Joshua Hammer at the Wall Street Journal tells us about a guy in Timbuktu who did a lot to keep the city’s libraries, books and manuscripts out of the hands of al Qaeda in the Islamic Maghreb.

The story begins in April 2012, when [Abdel Kader] Haidara returned home from a business trip to learn that the weak Malian army had collapsed and that nearly 1,000 Islamist fighters from one of al Qaeda’s African affiliates, al Qaeda in the Islamic Maghreb, had occupied his city. He encountered looters, gunfire and black flags flying from government buildings, and he feared that the city’s dozens of libraries and repositories—home to hundreds of thousands of rare Arabic manuscripts—would be pillaged.

He has quite a book collection himself.

Mr. Haidara knew that many of the works in the city’s repositories were ancient examples of the reasoned discourse and intellectual inquiry that the jihadists, with their intolerance and rigid views of Islam, wanted to destroy. The manuscripts, he thought, would inevitably become a target.

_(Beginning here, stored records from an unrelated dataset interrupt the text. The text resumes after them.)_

//! The session's modal state machine.
//!
//! Owns who gets the next key (the current [`Mode`]), the pause flag and the
//! scroll offset. Never talks to the feed or the terminal: every handler
//! answers with an [`Outcome`] and the runner performs it.

use crossterm::event::KeyEvent;
use tracing::{debug, warn};

use crate::profile::Profile;

use super::column_editor::ColumnEditor;
use super::editor::{EditOutcome, ModalEditor};
use super::event::{InputEvent, Outcome, Redraw};
use super::input::{classify, Command};
use super::line_editor::{LineEditor, PromptKind};
use super::scheduler::{gate, Cadence};
use super::scroll::ScrollOffset;

/// Rows moved by one PageUp/PageDown (or arrow) press.
pub const PAGE_LINES: usize = 10;

/// Who owns the keyboard. Editors live inside their mode, so an editor
/// exists exactly when the session is editing.
#[derive(Debug, Clone, PartialEq, Eq, Default)]
pub enum Mode {
    #[default]
    Normal,
    Help,
    LineEdit(LineEditor),
    ColumnEdit(ColumnEditor),
}

/// [`Mode`] without its payload.
#[derive(Debug, Clone, Copy, PartialEq, Eq)]
pub enum ModeKind {
    Normal,
    Help,
    LineEdit,
    ColumnEdit,
}

impl Mode {
    pub fn kind(&self) -> ModeKind {
        match self {
            Mode::Normal => ModeKind::Normal,
            Mode::Help => ModeKind::Help,
            Mode::LineEdit(_) => ModeKind::LineEdit,
            Mode::ColumnEdit(_) => ModeKind::ColumnEdit,
        }
    }
}

#[derive(Debug, Clone)]
pub struct Session {
    mode: Mode,
    paused: bool,
    scroll: ScrollOffset,
}

impl Session {
    pub fn new(visible_rows: usize) -> Self {
        Self {
            mode: Mode::Normal,
            paused: false,
            scroll: ScrollOffset::new(visible_rows),
        }
    }

    pub fn mode(&self) -> &Mode {
        &self.mode
    }

    pub fn kind(&self) -> ModeKind {
        self.mode.kind()
    }

    pub fn paused(&self) -> bool {
        self.paused
    }

    pub fn offset(&self) -> usize {
        self.scroll.get()
    }

    pub fn showing_help(&self) -> bool {
        matches!(self.mode, Mode::Help)
    }

    /// Adopt a new table height and pull the offset back in range.
    pub fn set_visible_rows(&mut self, rows: usize, ticker_count: usize) {
        self.scroll.set_visible_rows(rows);
        self.scroll.clamp(ticker_count);
    }

    pub fn handle_input(&mut self, event: InputEvent, profile: &mut Profile) -> Outcome {
        match event {
            InputEvent::Resize(..) => Outcome::Redraw(Redraw::Resize),
            InputEvent::Key(key) => self.handle_key(key, profile),
        }
    }

    /// A timer fired. Its effect is dropped while help is up or paused.
    pub fn handle_tick(&self, cadence: Cadence) -> Outcome {
        gate(cadence, self.showing_help(), self.paused).map_or(Outcome::Continue, Outcome::Redraw)
    }

    fn handle_key(&mut self, key: KeyEvent, profile: &mut Profile) -> Outcome {
        let edit = match &mut self.mode {
            Mode::Normal => return self.dispatch(classify(&key), profile),
            Mode::Help => {
                self.mode = Mode::Normal;
                return Outcome::Redraw(Redraw::Dashboard);
            }
            Mode::LineEdit(editor) => editor.handle(key, profile),
            Mode::ColumnEdit(editor) => editor.handle(key, profile),
        };

        match edit {
            EditOutcome::Continue => Outcome::Redraw(Redraw::Frame),
            EditOutcome::Done { refresh_quotes } => {
                debug!(mode = ?self.kind(), "editor done");
                self.mode = Mode::Normal;
                self.scroll.clamp(profile.tickers.len());
                if refresh_quotes {
                    Outcome::Redraw(Redraw::Quotes)
                } else {
                    Outcome::Redraw(Redraw::Frame)
                }
            }
        }
    }

    fn dispatch(&mut self, command: Command, profile: &mut Profile) -> Outcome {
        match command {
            Command::Quit => Outcome::Quit,
            Command::AddTickers => self.prompt(PromptKind::AddTickers, profile),
            Command::RemoveTickers => self.prompt(PromptKind::RemoveTickers, profile),
            Command::SetFilter => self.prompt(PromptKind::Filter, profile),
            Command::ClearFilter => {
                if let Err(e) = profile.set_filter("") {
                    warn!(error = %e, "could not clear filter");
                }
                Outcome::Continue
            }
            Command::EditColumns => {
                self.mode = Mode::ColumnEdit(ColumnEditor::new(profile));
                Outcome::Redraw(Redraw::Frame)
            }
            Command::Regroup => match profile.regroup() {
                Ok(()) => Outcome::Redraw(Redraw::Frame),
                Err(e) => {
                    warn!(error = %e, "regroup failed");
                    Outcome::Continue
                }
            },
            Command::TogglePause => {
                self.paused = !self.paused;
                debug!(paused = self.paused, "pause toggled");
                Outcome::Redraw(Redraw::Clock)
            }
            Command::ShowHelp => {
                self.mode = Mode::Help;
                Outcome::Redraw(Redraw::Help)
            }
            Command::ScrollDown => {
                self.scroll.increase(PAGE_LINES, profile.tickers.len());
                Outcome::Redraw(Redraw::Dashboard)
            }
            Command::ScrollUp => {
                self.scroll.decrease(PAGE_LINES);
                Outcome::Redraw(Redraw::Dashboard)
            }
            Command::Ignore => Outcome::Continue,
        }
    }

    fn prompt(&mut self, kind: PromptKind, profile: &Profile) -> Outcome {
        self.mode = Mode::LineEdit(LineEditor::new(kind, profile));
        Outcome::Redraw(Redraw::Frame)
    }
}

They are people of One Book. People of One Book tend to be very dangerous.

He met with other librarians and archivists and suggested a plan to store books with individual families around the city, so that they wouldn’t be all together for ease of destruction.

And then he gave up his own interests for the sake of saving the archives.

Months earlier, the Ford Foundation office in Lagos, Nigeria, had given Mr. Haidara a $12,000 grant to study English at Oxford in the fall and winter of 2012. The money had been wired to a savings account. He emailed the foundation and asked for authorization to reallocate the funds to protect the manuscripts from the hands of Timbuktu’s occupiers. The money was released in three days. Mr. Haidara recruited his nephew, and they reached out to archivists, secretaries, Timbuktu tour guides and a half-dozen of Mr. Haidara’s relatives.

The result was a heist worthy of “Ocean’s Eleven.” They bought metal and wooden trunks at a rate of between 50 and 80 a day, made more containers out of oil barrels and located safe houses around the city and beyond. They organized a small army of packers who worked silently in the dark and arranged for the trunks to be carried by donkey to their hiding places.

Over the course of eight months, the operation came to involve hundreds of packers, drivers and couriers. They smuggled the manuscripts out of Timbuktu by road and by river, past jihadist checkpoints and, in government territory, suspicious Malian troops. By the time French troops invaded the north in January 2013, the radicals had managed to destroy only 4,000 of Timbuktu’s nearly 400,000 ancient manuscripts. “If we hadn’t acted,” Mr. Haidara told me later, “I’m almost 100% certain that many, many others would have been burned.”

Thank you, Mr Haidara and fellow rescuers. Thank you on behalf of humanity at large, and Mali and Malians. Well done.